◆ **Exercise instructions**:
Repeat only the lines below from the one containing "authorized to change" through the one containing "identify the sender", inclusive, exactly as written.

━━━━━━━━━━

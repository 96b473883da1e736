use camino::Utf8PathBuf;

#[derive(thiserror::Error, Debug)]
pub enum BrokerError {
    #[error("'{0}' is not a keyboard backlight control file")]
    PathNotAllowed(Utf8PathBuf),

    #[error("Not authorized to change the keyboard backlight")]
    PermissionDenied,

    #[error("Control file '{0}' does not exist")]
    PathNotFound(Utf8PathBuf),

    #[error("Cannot identify the sender {sender}: {reason}")]
    IdentityUnavailable { sender: String, reason: String },

    #[error("Failed to write to '{path}'")]
    WriteFailed {
        path: Utf8PathBuf,
        #[source]
        source: std::io::Error,
    },
}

━━━━━━━━━━

◆ **Answer section**:
    #[error("Not authorized to change the keyboard backlight")]
    PermissionDenied,

    #[error("Control file '{0}' does not exist")]
    PathNotFound(Utf8PathBuf),

    #[error("Cannot identify the sender {sender}: {reason}")]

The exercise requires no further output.